Taking a bite out of crime
Year-end campus crime statistics show decreases in a number of categories, including aggravated assaults, burglaries, larcenies, larceny from a building, rape, robbery and vehicle thefts.
Smiley attributes the decrease in serious crimes to University Police presence on campus and the arrests of criminals before they have a chance to repeat offenses.
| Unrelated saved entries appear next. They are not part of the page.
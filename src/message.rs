// Copyright 2026 The Chatbridge Project
// SPDX-License-Identifier: Apache-2.0

// Chat-completion request types
//
// The request body accepted on `/v1/chat/completions`. Only the fields the
// bridge acts on are modeled; unknown fields are ignored.

use serde::{Deserialize, Serialize};

/// The role of a message participant.
#[derive(Debug, Clone, PartialEq, Eq, Serialize, Deserialize)]
#[serde(rename_all = "lowercase")]
pub enum Role {
    System,
    User,
    Assistant,
    Tool,
    #[serde(other)]
    Other,
}

/// One text part of an array-form message content.
#[derive(Debug, Clone, PartialEq, Eq, Deserialize)]
pub struct ContentPart {
    #[serde(rename = "type")]
    pub kind: String,
    #[serde(default)]
    pub text: Option<String>,
}

/// Message content: a plain string or an array of typed parts.
#[derive(Debug, Clone, PartialEq, Eq, Deserialize)]
#[serde(untagged)]
pub enum MessageContent {
    Text(String),
    Parts(Vec<ContentPart>),
}

impl MessageContent {
    /// Flatten to plain text. Text parts are joined with a newline; other
    /// part types are dropped.
    pub fn to_text(&self) -> String {
        match self {
            MessageContent::Text(s) => s.clone(),
            MessageContent::Parts(parts) => parts
                .iter()
                .filter(|p| p.kind == "text")
                .filter_map(|p| p.text.as_deref())
                .collect::<Vec<_>>()
                .join("\n"),
        }
    }
}

/// A single message in the conversation.
#[derive(Debug, Clone, PartialEq, Eq, Deserialize)]
pub struct ChatMessage {
    pub role: Role,
    #[serde(default)]
    pub content: Option<MessageContent>,
}

impl ChatMessage {
    pub fn text(&self) -> String {
        self.content.as_ref().map(MessageContent::to_text).unwrap_or_default()
    }
}

/// Body of `POST /v1/chat/completions`.
#[derive(Debug, Clone, Deserialize)]
pub struct ChatRequest {
    #[serde(default)]
    pub model: Option<String>,
    pub messages: Vec<ChatMessage>,
    /// Streaming is the default when the field is absent.
    #[serde(default = "default_stream")]
    pub stream: bool,
    /// Surface reasoning to the client and keep leaked-reasoning phrases.
    #[serde(default)]
    pub include_reasoning: bool,
    /// Page/block context for this request, overriding the configured one.
    #[serde(default)]
    pub notion_block_id: Option<String>,
}

fn default_stream() -> bool {
    true
}

impl ChatRequest {
    /// Messages forwarded upstream: user and assistant turns, in order.
    pub fn conversation(&self) -> impl Iterator<Item = &ChatMessage> {
        self.messages
            .iter()
            .filter(|m| matches!(m.role, Role::User | Role::Assistant))
    }
}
The University began deputizing its own police officers in 1991.
The number of incidents per year are down for:
—Aggravated assaults, 13 in 1992 compared with 34 in 1991.
—Burglaries, 163 in 1992 compared with 232 in 1991;
—First and third-degree criminal assaults, nine in 1992 compared with 15 in 1991;
—Larcenies, 392 in 1992 compared with 427 the year before;
—Larceny from a building, 1,631 in 1992 compared with 1,720 in 1991;
—Robbery, six in 1992 compared with 20 in 1991.
The U-M recorded one homicide in 1992. The number of second- and fourth- degree criminal assaults increased by one, from 14 in 1991 to 15 in 1992.
Although serious crimes were down, overall the number of incidents reported to the Department of Public Safety (DPS) increased 32.6 percent in 1992 over the previous year.
The number of requests for locking and unlocking of rooms and buildings more than doubled, from 2,208 to 5,028. Motorist assists increased from 2,248 to 3,490 and general assistance requests increased from 2,879 to 5,931. Parking violations more than doubled, jumping from 772 to 1,522.
The increase in requests for service, Smiley says, is due to a growing awareness on the part of the campus community of a positive police presence.